Answer: Use SELECT ... FOR UPDATE SKIP LOCKED to let workers skip locked rows; combine with small batches.
Explanation: This prevents thundering herds on the same row, improving throughput and reducing deadlocks.
Question: How can you mitigate "hot row" contention in a database?
Answer: "Hot row" contention occurs when many transactions try to update the same row(s) simultaneously. Mitigation strategies include sharding the data to distribute writes, using randomized keys instead of sequential ones to avoid writing to the same page, and redesigning the access pattern to use queueing or batching at the application layer instead of direct database updates.
Explanation: This is a classic scalability problem. For example, a global counter stored in a single row will become a bottleneck. Instead of UPDATE counters SET value = value + 1, you could write increments to a log or queue and have a background process aggregate them periodically. For NoSQL databases, the choice of partition key is critical to avoid hot partitions, which is the same problem under a different name.
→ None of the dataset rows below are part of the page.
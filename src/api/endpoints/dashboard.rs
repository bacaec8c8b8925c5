//! `GET /api/dashboard`: everything a scope view renders, in one call.

use axum::extract::{Query, State};
use axum::Json;
use chrono::Utc;

use crate::api::error::ApiError;
use crate::api::types::{ApiContext, ScopeQuery};
use crate::dashboard::{self, DashboardView};

use super::load_scope;

pub async fn get(
    State(ctx): State<ApiContext>,
    Query(query): Query<ScopeQuery>,
) -> Result<Json<DashboardView>, ApiError> {
    let now = Utc::now();
    let limit = query.limit_or(ctx.config.alerts_limit as usize);
    let data = load_scope(&ctx, &query, now).await?;

    Ok(Json(dashboard::compose(&ctx.engine, &data, now, Some(limit))?))
}
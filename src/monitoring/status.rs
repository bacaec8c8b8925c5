//! Dose status resolution.
//!
//! Upstream producers describe a dose in one of three ways: an explicit
//! status string, a `confirmed` boolean, or only a schedule time. The
//! evidence is gathered first, then resolved by one function with a single
//! precedence order:
//!
//! 1. explicit status (case-insensitive, aliases below)
//! 2. `confirmed` flag: `true` is taken, `false` is skipped
//! 3. schedule vs now: future is pending, past within the grace window is
//!    delayed, past beyond it is missed
//! 4. nothing usable: unknown

use chrono::{DateTime, Duration, Utc};

use crate::models::enums::DoseStatus;

/// Label fragments checked in order. The first bucket with a fragment
/// contained in the label wins.
const LABEL_MARKERS: &[(&[&str], DoseStatus)] = &[
    (
        &["taken", "complete", "done", "confirmed", "on_time", "on-time", "ontime"],
        DoseStatus::Taken,
    ),
    (&["miss"], DoseStatus::Missed),
    (&["skip"], DoseStatus::Skipped),
    (&["delay", "late"], DoseStatus::Delayed),
    (&["pending", "scheduled", "upcoming"], DoseStatus::Pending),
];

/// The strongest piece of status evidence a record carries.
#[derive(Debug, Clone, Copy, PartialEq, Eq)]
pub enum StatusEvidence {
    Explicit(DoseStatus),
    Confirmed(bool),
    Scheduled(DateTime<Utc>),
    Absent,
}

/// Time-based resolution knobs.
#[derive(Debug, Clone, Copy, PartialEq, Eq)]
pub struct StatusPolicy {
    /// How long a past, unconfirmed dose counts as delayed before it is missed.
    pub missed_grace: Duration,
}

impl Default for StatusPolicy {
    fn default() -> Self {
        Self {
            missed_grace: Duration::minutes(60),
        }
    }
}

/// Map a free-form status label to a status. `None` for blank labels.
///
/// Every alias is a substring match so producer variants such as
/// `"MISSED_DOSE"`, `"taken_late"` or `"late_intake"` land in a bucket.
/// `"due"` alone is matched exactly since it also ends `"overdue"`.
pub fn status_from_label(label: &str) -> Option<DoseStatus> {
    let label = label.trim().to_ascii_lowercase();
    if label.is_empty() {
        return None;
    }
    if label == "due" {
        return Some(DoseStatus::Pending);
    }

    let status = LABEL_MARKERS
        .iter()
        .find(|(fragments, _)| fragments.iter().any(|f| label.contains(f)))
        .map(|(_, status)| *status)
        .unwrap_or(DoseStatus::Unknown);
    Some(status)
}

/// Pick the highest-precedence evidence available.
pub fn gather_evidence(
    status_label: Option<&str>,
    confirmed: Option<bool>,
    scheduled_at: Option<DateTime<Utc>>,
) -> StatusEvidence {
    if let Some(status) = status_label.and_then(status_from_label) {
        return StatusEvidence::Explicit(status);
    }
    if let Some(flag) = confirmed {
        return StatusEvidence::Confirmed(flag);
    }
    match scheduled_at {
        Some(at) => StatusEvidence::Scheduled(at),
        None => StatusEvidence::Absent,
    }
}

/// Resolve evidence to a status.
pub fn resolve_status(
    evidence: StatusEvidence,
    now: DateTime<Utc>,
    policy: &StatusPolicy,
) -> DoseStatus {
    match evidence {
        StatusEvidence::Explicit(status) => status,
        StatusEvidence::Confirmed(true) => DoseStatus::Taken,
        StatusEvidence::Confirmed(false) => DoseStatus::Skipped,
        StatusEvidence::Scheduled(at) if at > now => DoseStatus::Pending,
        StatusEvidence::Scheduled(at) if now - at <= policy.missed_grace => DoseStatus::Delayed,
        StatusEvidence::Scheduled(_) => DoseStatus::Missed,
        StatusEvidence::Absent => DoseStatus::Unknown,
    }
}
use chrono::{DateTime, Utc};

use crate::models::enums::EnvironmentAlertKind;

/// Alert wording, kept in one place so every surface reads the same.
pub struct MessageTemplates;

impl MessageTemplates {
    pub fn environment_title(kind: EnvironmentAlertKind) -> &'static str {
        match kind {
            EnvironmentAlertKind::HighHumidity => "environment: high humidity",
            EnvironmentAlertKind::HighTemperature => "environment: high temperature",
            EnvironmentAlertKind::Motion => "environment: motion detected",
        }
    }

    pub fn high_humidity(value: f64, limit: f64) -> String {
        format!("Too humid ({value:.0}% > {limit:.0}%). Risk of medication spoilage.")
    }

    pub fn high_temperature(value: f64, limit: f64) -> String {
        format!("High temperature ({value:.1}°C > {limit:.1}°C). Keep the box in a cooler place.")
    }

    pub fn motion() -> String {
        "Motion detected. The box was opened recently.".to_string()
    }

    pub fn missed_dose_title() -> &'static str {
        "adherence: missed dose"
    }

    pub fn missed_dose(
        subject: &str,
        medicine: Option<&str>,
        scheduled: Option<DateTime<Utc>>,
    ) -> String {
        let medicine = medicine.unwrap_or("a scheduled medicine");
        match scheduled {
            Some(at) => format!(
                "{subject} missed {medicine} scheduled for {}.",
                at.format("%Y-%m-%d %H:%M UTC")
            ),
            None => format!("{subject} missed {medicine}."),
        }
    }
}
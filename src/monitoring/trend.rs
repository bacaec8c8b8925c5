//! Trend sampling: windowed, ordered metric series projected onto a canvas.
//!
//! Non-finite values are dropped rather than interpolated, so a gap just
//! shows up as uneven spacing between the surviving points.

use chrono::{DateTime, Duration, Utc};

use crate::config::{HUMIDITY_CEILING_HINT, TEMPERATURE_CEILING_HINT};
use crate::models::enums::TrendMetric;
use crate::models::SensorReading;

use super::types::{Point, TrendEntry, TrendRequest};

pub const DEFAULT_CANVAS_WIDTH: f64 = 300.0;
pub const DEFAULT_CANVAS_HEIGHT: f64 = 80.0;

impl TrendRequest {
    /// Default canvas and the metric's nominal ceiling.
    pub fn for_metric(metric: TrendMetric, window: Duration) -> Self {
        Self {
            metric,
            window,
            canvas_width: DEFAULT_CANVAS_WIDTH,
            canvas_height: DEFAULT_CANVAS_HEIGHT,
            ceiling_hint: ceiling_hint(metric),
        }
    }
}

pub fn ceiling_hint(metric: TrendMetric) -> f64 {
    match metric {
        TrendMetric::Temperature => TEMPERATURE_CEILING_HINT,
        TrendMetric::Humidity => HUMIDITY_CEILING_HINT,
    }
}

/// Readings recorded within `window` of `now`, oldest first. Readings with
/// no timestamp cannot be placed in the window and are left out. A window
/// reaching past the representable range keeps every timed reading.
pub fn windowed<'a>(
    readings: &'a [SensorReading],
    window: Duration,
    now: DateTime<Utc>,
) -> Vec<&'a SensorReading> {
    let start = now.checked_sub_signed(window);
    let mut inside: Vec<&SensorReading> = readings
        .iter()
        .filter(|r| {
            r.recorded_at
                .is_some_and(|at| start.map_or(true, |start| at >= start))
        })
        .collect();
    inside.sort_by_key(|r| (r.recorded_at, r.ingest_seq));
    inside
}

/// Map values to canvas coordinates.
///
/// x spreads points evenly across the width (a single point sits at 0).
/// y is inverted canvas space over the range
/// `max(observed_max, ceiling) - min(observed_min, 0)`.
pub fn project(values: &[f64], canvas_width: f64, canvas_height: f64, ceiling_hint: f64) -> Vec<Point> {
    let values: Vec<f64> = values.iter().copied().filter(|v| v.is_finite()).collect();
    if values.is_empty() {
        return Vec::new();
    }

    let max = values.iter().copied().fold(ceiling_hint, f64::max);
    let min = values.iter().copied().fold(0.0, f64::min);
    let range = if max - min == 0.0 { 1.0 } else { max - min };
    let last_index = (values.len() - 1).max(1) as f64;

    values
        .iter()
        .enumerate()
        .map(|(i, value)| Point {
            x: i as f64 / last_index * canvas_width,
            y: canvas_height - (value - min) / range * canvas_height,
        })
        .collect()
}

/// Sample one metric for visualization.
pub fn sample(readings: &[SensorReading], request: &TrendRequest, now: DateTime<Utc>) -> Vec<Point> {
    let values: Vec<f64> = windowed(readings, request.window, now)
        .into_iter()
        .filter_map(|r| r.metric(request.metric))
        .collect();

    project(
        &values,
        request.canvas_width,
        request.canvas_height,
        request.ceiling_hint,
    )
}

/// Raw windowed series for the `box-status` document. Entries keep a
/// `null` value when the reading lacks the metric.
pub fn trend_series(
    readings: &[SensorReading],
    metric: TrendMetric,
    window: Duration,
    now: DateTime<Utc>,
) -> Vec<TrendEntry> {
    windowed(readings, window, now)
        .into_iter()
        .filter_map(|r| {
            r.recorded_at.map(|recorded_at| TrendEntry {
                user_id: r.device_user_id.clone(),
                recorded_at,
                value: r.metric(metric),
            })
        })
        .collect()
}
//! API router.
//!
//! Returns a composable `Router` that can be mounted on any axum server.
//! Routes are nested under `/api/`.

use axum::http::header::{CACHE_CONTROL, CONTENT_TYPE};
use axum::http::{HeaderValue, Method};
use axum::routing::{get, post, put};
use axum::Router;
use tower_http::cors::{Any, CorsLayer};
use tower_http::set_header::SetResponseHeaderLayer;

use crate::api::endpoints;
use crate::api::middleware;
use crate::api::types::ApiContext;

/// Build the monitoring API router.
///
/// Every response carries `Cache-Control: no-store`; views are derived
/// per request and must not be replayed by intermediaries.
pub fn api_router(ctx: ApiContext) -> Router {
    // NOTE: Path params use `:param` syntax (matchit 0.7 / axum 0.7).
    let routes = Router::new()
        .route("/health", get(endpoints::health::check))
        .route("/box-status", get(endpoints::box_status::get))
        .route("/adherence", get(endpoints::adherence::get))
        .route("/feed", get(endpoints::feed::get))
        .route("/dashboard", get(endpoints::dashboard::get))
        .route("/trend/:metric", get(endpoints::trend::get))
        .route("/schedule/update", put(endpoints::schedule::update))
        .route("/alerts/:id/ack", post(endpoints::alerts::acknowledge))
        .with_state(ctx);

    let cors = CorsLayer::new()
        .allow_origin(Any)
        .allow_methods([Method::GET, Method::POST, Method::PUT])
        .allow_headers([CONTENT_TYPE]);

    Router::new()
        .nest("/api", routes)
        .layer(axum::middleware::from_fn(middleware::access::log_access))
        .layer(SetResponseHeaderLayer::overriding(
            CACHE_CONTROL,
            HeaderValue::from_static("no-store"),
        ))
        .layer(cors)
}

#[cfg(test)]
mod tests {
    use std::sync::atomic::Ordering;
    use std::sync::Arc;

    use axum::body::{to_bytes, Body};
    use axum::http::{Request, StatusCode};
    use tower::ServiceExt;

    use super::*;
    use crate::config::MonitorConfig;
    use crate::fetch::monitor::tests::FakeSource;
    use crate::fetch::{FetchSettings, InMemoryStore, ScopeMonitor, StatusPoller};
    use crate::models::enums::{DoseStatus, ResourceKind};
    use crate::monitoring::MonitoringEngine;

    fn context_with(source: FakeSource) -> (ApiContext, Arc<FakeSource>) {
        let config = Arc::new(MonitorConfig::default());
        let source = Arc::new(source);
        let monitor = Arc::new(ScopeMonitor::new(
            source.clone(),
            Arc::new(InMemoryStore::new()),
            FetchSettings::from_config(&config),
        ));
        let poller = Arc::new(StatusPoller::new(monitor.clone(), config.poll_interval()));
        let engine = Arc::new(MonitoringEngine::new(&config));
        (ApiContext::new(engine, monitor, poller, config), source)
    }

    fn get_request(uri: &str) -> Request<Body> {
        Request::builder().method("GET").uri(uri).body(Body::empty()).unwrap()
    }

    fn json_request(method: &str, uri: &str, body: &str) -> Request<Body> {
        Request::builder()
            .method(method)
            .uri(uri)
            .header("Content-Type", "application/json")
            .body(Body::from(body.to_string()))
            .unwrap()
    }

    async fn body_json(response: axum::response::Response) -> serde_json::Value {
        let body = to_bytes(response.into_body(), 1 << 20).await.unwrap();
        serde_json::from_slice(&body).unwrap()
    }

    #[tokio::test]
    async fn health_reports_ok_with_no_store() {
        let (ctx, _) = context_with(FakeSource::new());
        let response = api_router(ctx).oneshot(get_request("/api/health")).await.unwrap();

        assert_eq!(response.status(), StatusCode::OK);
        assert_eq!(response.headers().get("Cache-Control").unwrap(), "no-store");
        let json = body_json(response).await;
        assert_eq!(json["status"], "ok");
        assert_eq!(json["watched_scopes"], 0);
    }

    #[tokio::test]
    async fn box_status_lists_devices_and_watches_scope() {
        let (ctx, _) = context_with(FakeSource::new());
        let poller = ctx.poller.clone();
        let response = api_router(ctx)
            .oneshot(get_request("/api/box-status?scope=household&viewer=fam"))
            .await
            .unwrap();

        assert_eq!(response.status(), StatusCode::OK);
        let json = body_json(response).await;
        let devices = json["devices"].as_array().unwrap();
        assert_eq!(devices.len(), 2);
        assert_eq!(devices[0]["user_name"], "Ana");
        assert_eq!(devices[0]["motion"], 0);
        assert_eq!(devices[0]["alerts"].as_array().unwrap().len(), 1);
        assert_eq!(json["trend"]["humidity"].as_array().unwrap().len(), 2);
        assert_eq!(poller.watched_count().unwrap(), 1);
    }

    #[tokio::test]
    async fn missing_viewer_is_a_bad_request() {
        let (ctx, _) = context_with(FakeSource::new());
        let response = api_router(ctx).oneshot(get_request("/api/feed")).await.unwrap();

        assert_eq!(response.status(), StatusCode::BAD_REQUEST);
        let json = body_json(response).await;
        assert_eq!(json["error"]["code"], "BAD_REQUEST");
    }

    #[tokio::test]
    async fn unknown_scope_is_a_bad_request() {
        let (ctx, _) = context_with(FakeSource::new());
        let response = api_router(ctx)
            .oneshot(get_request("/api/adherence?scope=everyone&viewer=fam"))
            .await
            .unwrap();
        assert_eq!(response.status(), StatusCode::BAD_REQUEST);
    }

    #[tokio::test]
    async fn adherence_breaks_down_per_subject() {
        let (ctx, _) = context_with(FakeSource::new());
        let response = api_router(ctx)
            .oneshot(get_request("/api/adherence?scope=household&viewer=fam"))
            .await
            .unwrap();

        assert_eq!(response.status(), StatusCode::OK);
        let json = body_json(response).await;
        assert_eq!(json["summary"]["total"], 2);
        assert_eq!(json["summary"]["completion_rate"], 100);
        assert_eq!(json["subjects"].as_array().unwrap().len(), 2);
        assert_eq!(json["subjects"][1]["subject_name"], "Ben");
    }

    #[tokio::test]
    async fn feed_respects_limit_and_reports_failures() {
        let mut source = FakeSource::new();
        source.failing = vec![ResourceKind::History];
        let (ctx, _) = context_with(source);
        let response = api_router(ctx)
            .oneshot(get_request("/api/feed?scope=household&viewer=fam&limit=3"))
            .await
            .unwrap();

        assert_eq!(response.status(), StatusCode::OK);
        let json = body_json(response).await;
        assert_eq!(json["alerts"].as_array().unwrap().len(), 3);
        assert_eq!(json["errors"][0]["resource"], "history");
    }

    #[tokio::test]
    async fn dashboard_for_self_scope() {
        let (ctx, _) = context_with(FakeSource::new());
        let response = api_router(ctx)
            .oneshot(get_request("/api/dashboard?viewer=u1"))
            .await
            .unwrap();

        assert_eq!(response.status(), StatusCode::OK);
        let json = body_json(response).await;
        assert_eq!(json["scope"]["kind"], "self");
        assert_eq!(json["adherence"]["total"], 1);
        assert_eq!(json["refills"].as_array().unwrap().len(), 1);
    }

    #[tokio::test]
    async fn trend_rejects_unknown_metric() {
        let (ctx, _) = context_with(FakeSource::new());
        let response = api_router(ctx)
            .oneshot(get_request("/api/trend/pressure?viewer=u1"))
            .await
            .unwrap();
        assert_eq!(response.status(), StatusCode::BAD_REQUEST);
    }

    #[tokio::test]
    async fn trend_rejects_oversized_window() {
        let (ctx, source) = context_with(FakeSource::new());
        let response = api_router(ctx)
            .oneshot(get_request("/api/trend/temperature?viewer=fam&window_hours=1e13"))
            .await
            .unwrap();

        assert_eq!(response.status(), StatusCode::BAD_REQUEST);
        assert_eq!(source.calls.load(Ordering::SeqCst), 0);
    }

    #[tokio::test]
    async fn trend_projects_points() {
        let (ctx, _) = context_with(FakeSource::new());
        let response = api_router(ctx)
            .oneshot(get_request("/api/trend/humidity?scope=household&viewer=fam&width=600"))
            .await
            .unwrap();

        assert_eq!(response.status(), StatusCode::OK);
        let json = body_json(response).await;
        assert_eq!(json["metric"], "humidity");
        assert_eq!(json["canvas_width"], 600.0);
        assert_eq!(json["points"].as_array().unwrap().len(), 2);
    }

    #[tokio::test]
    async fn schedule_update_forwards_and_invalidates() {
        let (ctx, source) = context_with(FakeSource::new());
        let app = api_router(ctx);

        let warm = app
            .clone()
            .oneshot(get_request("/api/dashboard?scope=household&viewer=fam"))
            .await
            .unwrap();
        assert_eq!(warm.status(), StatusCode::OK);

        let response = app
            .oneshot(json_request(
                "PUT",
                "/api/schedule/update",
                r#"{"scheduleId":"s1","status":"Taken","userId":"u2"}"#,
            ))
            .await
            .unwrap();

        assert_eq!(response.status(), StatusCode::OK);
        let json = body_json(response).await;
        assert_eq!(json["updated"], true);
        assert_eq!(json["invalidated"], 4);

        let corrections = source.corrections.lock().unwrap();
        assert_eq!(corrections.len(), 1);
        assert_eq!(corrections[0].status, DoseStatus::Taken);
    }

    #[tokio::test]
    async fn schedule_update_rejects_unknown_status() {
        let (ctx, source) = context_with(FakeSource::new());
        let response = api_router(ctx)
            .oneshot(json_request(
                "PUT",
                "/api/schedule/update",
                r#"{"scheduleId":"s1","status":"eaten","userId":"u2"}"#,
            ))
            .await
            .unwrap();

        assert_eq!(response.status(), StatusCode::BAD_REQUEST);
        assert_eq!(source.calls.load(Ordering::SeqCst), 0);
        assert!(source.corrections.lock().unwrap().is_empty());
    }

    #[tokio::test]
    async fn acknowledgement_is_reflected_in_the_feed() {
        let (ctx, _) = context_with(FakeSource::new());
        let app = api_router(ctx);

        let feed = body_json(
            app.clone()
                .oneshot(get_request("/api/feed?scope=household&viewer=fam"))
                .await
                .unwrap(),
        )
        .await;
        let derived = feed["alerts"]
            .as_array()
            .unwrap()
            .iter()
            .find(|a| a["source_kind"] == "environment")
            .unwrap();
        let id = derived["id"].as_str().unwrap().to_string();

        let ack = app
            .clone()
            .oneshot(json_request("POST", &format!("/api/alerts/{id}/ack"), r#"{"viewer":"fam"}"#))
            .await
            .unwrap();
        assert_eq!(ack.status(), StatusCode::OK);
        assert_eq!(body_json(ack).await["acknowledged"], true);

        let feed = body_json(
            app.oneshot(get_request("/api/feed?scope=household&viewer=fam"))
                .await
                .unwrap(),
        )
        .await;
        let again = feed["alerts"]
            .as_array()
            .unwrap()
            .iter()
            .find(|a| a["id"] == id.as_str())
            .unwrap();
        assert_eq!(again["acknowledged"], true);
    }

    #[tokio::test]
    async fn acknowledge_rejects_malformed_id() {
        let (ctx, _) = context_with(FakeSource::new());
        let response = api_router(ctx)
            .oneshot(json_request("POST", "/api/alerts/not-a-uuid/ack", r#"{"viewer":"fam"}"#))
            .await
            .unwrap();
        assert_eq!(response.status(), StatusCode::BAD_REQUEST);
    }
}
Question: How do you design transactions and handle retries on serialization conflicts?
Answer: Execute business logic inside a retry loop; start a transaction with an appropriate isolation level, roll back on serialization/deadlock errors, and retry with backoff.
Explanation: Under high contention, optimistic retries are required (e.g., PostgreSQL 40001). Keep transactions short and idempotent.
for attempt := 0; attempt < 5; attempt++ {
tx, err := db.BeginTx(ctx, &sql.TxOptions{Isolation: sql.LevelSerializable})
if err != nil { return err }
if err := doWork(ctx, tx); err != nil {
_ = tx.Rollback()
if isSerialization(err) { continue }
return err
}
if err := tx.Commit(); err != nil {
if isSerialization(err) { continue }
return err
}
break
}
Question: How do you run online schema changes?
Answer: Use online migration tools (gh-ost, pt-online-schema-change) for MySQL or CREATE INDEX CONCURRENTLY in Postgres; deploy in small steps with rollbacks.
Explanation: Avoid long locks and replication lag. Gate with feature flags.
Question: How do you read from replicas safely?
Answer: Use read-after-write strategies (session stickiness, WAIT_FOR_LAST_LOCALLY_APPLIED/READ YOUR WRITES) or only serve stale-tolerant queries from replicas.
Explanation: Replication lag breaks consistency; prefer leader reads for critical paths.